## EXERCISE
Retype all of the records precisely.
*** Begin section ***
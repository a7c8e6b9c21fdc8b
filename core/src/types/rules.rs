/// Default disallow pattern for non-diagnostic acquisitions
///
/// Covers localizers, scouts and surveys, auto-alignment, parallel imaging
/// calibration (ASSET, ARC, GRAPPA, SENSE, CLEAR), motion correction, noise
/// and B1 maps, unfiltered reconstructions and vendor test series.
pub const DEFAULT_JUNK_PATTERN: &str = r"(?i)(localizer|scout|survey|autoalign|ASSET|ARC|MOCO|MOTION|DERIVED|SECONDARY|NOISE|CALIB|B1|ND|GRAPPA|SENSE|CLEAR|TEST)";

/// Numeric interval used for timing thresholds (milliseconds)
///
/// Every bound that is set must hold. `at_least` and `at_most` are
/// inclusive, `below` is exclusive.
#[derive(Debug, Clone, Copy, PartialEq, Default)]
#[cfg_attr(feature = "json", derive(serde::Serialize, serde::Deserialize))]
#[cfg_attr(feature = "json", serde(default))]
pub struct ValueRange {
    pub at_least: Option<f64>,
    pub at_most: Option<f64>,
    pub below: Option<f64>,
}

impl ValueRange {
    /// Inclusive range `[min, max]`
    pub fn between(min: f64, max: f64) -> Self {
        Self {
            at_least: Some(min),
            at_most: Some(max),
            below: None,
        }
    }

    /// Inclusive lower bound only
    pub fn at_least(min: f64) -> Self {
        Self {
            at_least: Some(min),
            ..Self::default()
        }
    }

    /// Exclusive upper bound only
    pub fn below(max: f64) -> Self {
        Self {
            below: Some(max),
            ..Self::default()
        }
    }

    pub fn contains(&self, value: f64) -> bool {
        self.at_least.map_or(true, |min| value >= min)
            && self.at_most.map_or(true, |max| value <= max)
            && self.below.map_or(true, |max| value < max)
    }
}

/// Pulse-sequence timing signature
///
/// Matches only when both inversion time and repetition time are present
/// and fall inside their ranges. A missing value never matches.
#[derive(Debug, Clone, Copy, PartialEq)]
#[cfg_attr(feature = "json", derive(serde::Serialize, serde::Deserialize))]
pub struct TimingSignature {
    pub inversion_time: ValueRange,
    pub repetition_time: ValueRange,
}

impl TimingSignature {
    pub fn new(inversion_time: ValueRange, repetition_time: ValueRange) -> Self {
        Self {
            inversion_time,
            repetition_time,
        }
    }

    pub fn matches(&self, inversion_time: Option<f64>, repetition_time: Option<f64>) -> bool {
        match (inversion_time, repetition_time) {
            (Some(ti), Some(tr)) => {
                self.inversion_time.contains(ti) && self.repetition_time.contains(tr)
            }
            _ => false,
        }
    }
}

/// Pattern and threshold tables used by the [`Classifier`](crate::Classifier)
///
/// All matching is done against the normalized series label (lowercase
/// protocol name + series description). New vendor naming conventions are
/// added here, never in the selection code.
///
/// # Example
///
/// ```
/// use neuroselect_core::{ClassifierRules, TimingSignature, ValueRange};
///
/// let rules = ClassifierRules::default()
///     .with_t1_label_keyword("bravo")
///     .with_flair_timing(TimingSignature::new(
///         ValueRange::at_least(2000.0),
///         ValueRange::at_least(6000.0),
///     ));
///
/// assert!(rules.t1_label_keywords.contains(&"bravo".to_string()));
/// assert_eq!(rules.flair_timing.inversion_time.at_least, Some(2000.0));
/// ```
#[derive(Debug, Clone, PartialEq)]
#[cfg_attr(feature = "json", derive(serde::Serialize, serde::Deserialize))]
#[cfg_attr(feature = "json", serde(default))]
pub struct ClassifierRules {
    /// Regex matched against the label to flag junk series
    pub junk_pattern: String,

    /// ImageType substrings that flag a series as junk
    pub junk_image_types: Vec<String>,

    /// Modality code every candidate must carry
    pub modality: String,

    /// Label substrings identifying T1-weighted series
    pub t1_label_keywords: Vec<String>,

    /// Label tokens identifying T1-weighted series as whole words only
    pub t1_label_words: Vec<String>,

    /// Sequence-name substrings identifying T1-weighted series
    pub t1_sequence_keywords: Vec<String>,

    /// Timing fallback for T1-weighted series (inversion-prepared gradient echo)
    pub t1_timing: TimingSignature,

    /// Label substrings identifying FLAIR series
    pub flair_label_keywords: Vec<String>,

    /// Timing fallback for FLAIR series (long TI, long TR)
    pub flair_timing: TimingSignature,
}

impl Default for ClassifierRules {
    fn default() -> Self {
        Self {
            junk_pattern: DEFAULT_JUNK_PATTERN.to_string(),
            junk_image_types: strings(&["DERIVED", "SECONDARY", "LOCALIZER"]),
            modality: "MR".to_string(),
            t1_label_keywords: strings(&["mprage", "mp2rage", "t1w"]),
            t1_label_words: strings(&["t1"]),
            t1_sequence_keywords: strings(&["mprage", "mp2rage"]),
            t1_timing: TimingSignature::new(
                ValueRange::between(600.0, 1500.0),
                ValueRange::below(4000.0),
            ),
            flair_label_keywords: strings(&["flair", "dark-fluid", "darkfluid"]),
            flair_timing: TimingSignature::new(
                ValueRange::at_least(1800.0),
                ValueRange::at_least(4000.0),
            ),
        }
    }
}

impl ClassifierRules {
    /// Builder: Replace the junk label pattern
    pub fn with_junk_pattern(mut self, pattern: impl Into<String>) -> Self {
        self.junk_pattern = pattern.into();
        self
    }

    /// Builder: Add a T1 label keyword (substring match)
    pub fn with_t1_label_keyword(mut self, keyword: impl Into<String>) -> Self {
        self.t1_label_keywords.push(keyword.into().to_lowercase());
        self
    }

    /// Builder: Add a FLAIR label keyword (substring match)
    pub fn with_flair_label_keyword(mut self, keyword: impl Into<String>) -> Self {
        self.flair_label_keywords.push(keyword.into().to_lowercase());
        self
    }

    /// Builder: Replace the T1 timing fallback
    pub fn with_t1_timing(mut self, timing: TimingSignature) -> Self {
        self.t1_timing = timing;
        self
    }

    /// Builder: Replace the FLAIR timing fallback
    pub fn with_flair_timing(mut self, timing: TimingSignature) -> Self {
        self.flair_timing = timing;
        self
    }

    /// Loads rule tables from a JSON file
    ///
    /// Fields missing from the file keep their default values.
    #[cfg(feature = "json")]
    pub fn from_json_file(path: &std::path::Path) -> crate::error::Result<Self> {
        let text = std::fs::read_to_string(path)?;
        Ok(serde_json::from_str(&text)?)
    }
}

fn strings(values: &[&str]) -> Vec<String> {
    values.iter().map(|s| s.to_string()).collect()
}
*** End section ***
## OUTPUT FOR THIS EXERCISE
repository a7c8e6b9c21fdc8b
filename core/src/types/rules.rs
/// Default disallow pattern for non-diagnostic acquisitions
///
/// Covers localizers, scouts and surveys, auto-alignment, parallel imaging
/// calibration (ASSET, ARC, GRAPPA, SENSE, CLEAR), motion correction, noise
/// and B1 maps, unfiltered reconstructions and vendor test series.
pub const DEFAULT_JUNK_PATTERN: &str = r"(?i)(localizer|scout|survey|autoalign|ASSET|ARC|MOCO|MOTION|DERIVED|SECONDARY|NOISE|CALIB|B1|ND|GRAPPA|SENSE|CLEAR|TEST)";

/// Numeric interval used for timing thresholds (milliseconds)
///
/// Every bound that is set must hold. `at_least` and `at_most` are
/// inclusive, `below` is exclusive.
#[derive(Debug, Clone, Copy, PartialEq, Default)]
#[cfg_attr(feature = "json", derive(serde::Serialize, serde::Deserialize))]
#[cfg_attr(feature = "json", serde(default))]
pub struct ValueRange {
    pub at_least: Option<f64>,
    pub at_most: Option<f64>,
    pub below: Option<f64>,
}

impl ValueRange {
    /// Inclusive range `[min, max]`
    pub fn between(min: f64, max: f64) -> Self {
        Self {
            at_least: Some(min),
            at_most: Some(max),
            below: None,
        }
    }

    /// Inclusive lower bound only
    pub fn at_least(min: f64) -> Self {
        Self {
            at_least: Some(min),
            ..Self::default()
        }
    }

    /// Exclusive upper bound only
    pub fn below(max: f64) -> Self {
        Self {
            below: Some(max),
            ..Self::default()
        }
    }

    pub fn contains(&self, value: f64) -> bool {
        self.at_least.map_or(true, |min| value >= min)
            && self.at_most.map_or(true, |max| value <= max)
            && self.below.map_or(true, |max| value < max)
    }
}

/// Pulse-sequence timing signature
///
/// Matches only when both inversion time and repetition time are present
/// and fall inside their ranges. A missing value never matches.
#[derive(Debug, Clone, Copy, PartialEq)]
#[cfg_attr(feature = "json", derive(serde::Serialize, serde::Deserialize))]
pub struct TimingSignature {
    pub inversion_time: ValueRange,
    pub repetition_time: ValueRange,
}

impl TimingSignature {
    pub fn new(inversion_time: ValueRange, repetition_time: ValueRange) -> Self {
        Self {
            inversion_time,
            repetition_time,
        }
    }

    pub fn matches(&self, inversion_time: Option<f64>, repetition_time: Option<f64>) -> bool {
        match (inversion_time, repetition_time) {
            (Some(ti), Some(tr)) => {
                self.inversion_time.contains(ti) && self.repetition_time.contains(tr)
            }
            _ => false,
        }
    }
}

/// Pattern and threshold tables used by the [`Classifier`](crate::Classifier)
///
/// All matching is done against the normalized series label (lowercase
/// protocol name + series description). New vendor naming conventions are
/// added here, never in the selection code.
///
/// # Example
///
/// ```
/// use neuroselect_core::{ClassifierRules, TimingSignature, ValueRange};
///
/// let rules = ClassifierRules::default()
///     .with_t1_label_keyword("bravo")
///     .with_flair_timing(TimingSignature::new(
///         ValueRange::at_least(2000.0),
///         ValueRange::at_least(6000.0),
///     ));
///
/// assert!(rules.t1_label_keywords.contains(&"bravo".to_string()));
/// assert_eq!(rules.flair_timing.inversion_time.at_least, Some(2000.0));
/// ```
#[derive(Debug, Clone, PartialEq)]
#[cfg_attr(feature = "json", derive(serde::Serialize, serde::Deserialize))]
#[cfg_attr(feature = "json", serde(default))]
pub struct ClassifierRules {
    /// Regex matched against the label to flag junk series
    pub junk_pattern: String,

    /// ImageType substrings that flag a series as junk
    pub junk_image_types: Vec<String>,

    /// Modality code every candidate must carry
    pub modality: String,

    /// Label substrings identifying T1-weighted series
    pub t1_label_keywords: Vec<String>,

    /// Label tokens identifying T1-weighted series as whole words only
    pub t1_label_words: Vec<String>,

    /// Sequence-name substrings identifying T1-weighted series
    pub t1_sequence_keywords: Vec<String>,

    /// Timing fallback for T1-weighted series (inversion-prepared gradient echo)
    pub t1_timing: TimingSignature,

    /// Label substrings identifying FLAIR series
    pub flair_label_keywords: Vec<String>,

    /// Timing fallback for FLAIR series (long TI, long TR)
    pub flair_timing: TimingSignature,
}

impl Default for ClassifierRules {
    fn default() -> Self {
        Self {
            junk_pattern: DEFAULT_JUNK_PATTERN.to_string(),
            junk_image_types: strings(&["DERIVED", "SECONDARY", "LOCALIZER"]),
            modality: "MR".to_string(),
            t1_label_keywords: strings(&["mprage", "mp2rage", "t1w"]),
            t1_label_words: strings(&["t1"]),
            t1_sequence_keywords: strings(&["mprage", "mp2rage"]),
            t1_timing: TimingSignature::new(
                ValueRange::between(600.0, 1500.0),
                ValueRange::below(4000.0),
            ),
            flair_label_keywords: strings(&["flair", "dark-fluid", "darkfluid"]),
            flair_timing: TimingSignature::new(
                ValueRange::at_least(1800.0),
                ValueRange::at_least(4000.0),
            ),
        }
    }
}

impl ClassifierRules {
    /// Builder: Replace the junk label pattern
    pub fn with_junk_pattern(mut self, pattern: impl Into<String>) -> Self {
        self.junk_pattern = pattern.into();
        self
    }

    /// Builder: Add a T1 label keyword (substring match)
    pub fn with_t1_label_keyword(mut self, keyword: impl Into<String>) -> Self {
        self.t1_label_keywords.push(keyword.into().to_lowercase());
        self
    }

    /// Builder: Add a FLAIR label keyword (substring match)
    pub fn with_flair_label_keyword(mut self, keyword: impl Into<String>) -> Self {
        self.flair_label_keywords.push(keyword.into().to_lowercase());
        self
    }

    /// Builder: Replace the T1 timing fallback
    pub fn with_t1_timing(mut self, timing: TimingSignature) -> Self {
        self.t1_timing = timing;
        self
    }

    /// Builder: Replace the FLAIR timing fallback
    pub fn with_flair_timing(mut self, timing: TimingSignature) -> Self {
        self.flair_timing = timing;
        self
    }

    /// Loads rule tables from a JSON file
    ///
    /// Fields missing from the file keep their default values.
    #[cfg(feature = "json")]
    pub fn from_json_file(path: &std::path::Path) -> crate::error::Result<Self> {
        let text = std::fs::read_to_string(path)?;
        Ok(serde_json::from_str(&text)?)
    }
}

fn strings(values: &[&str]) -> Vec<String> {
    values.iter().map(|s| s.to_string()).collect()
}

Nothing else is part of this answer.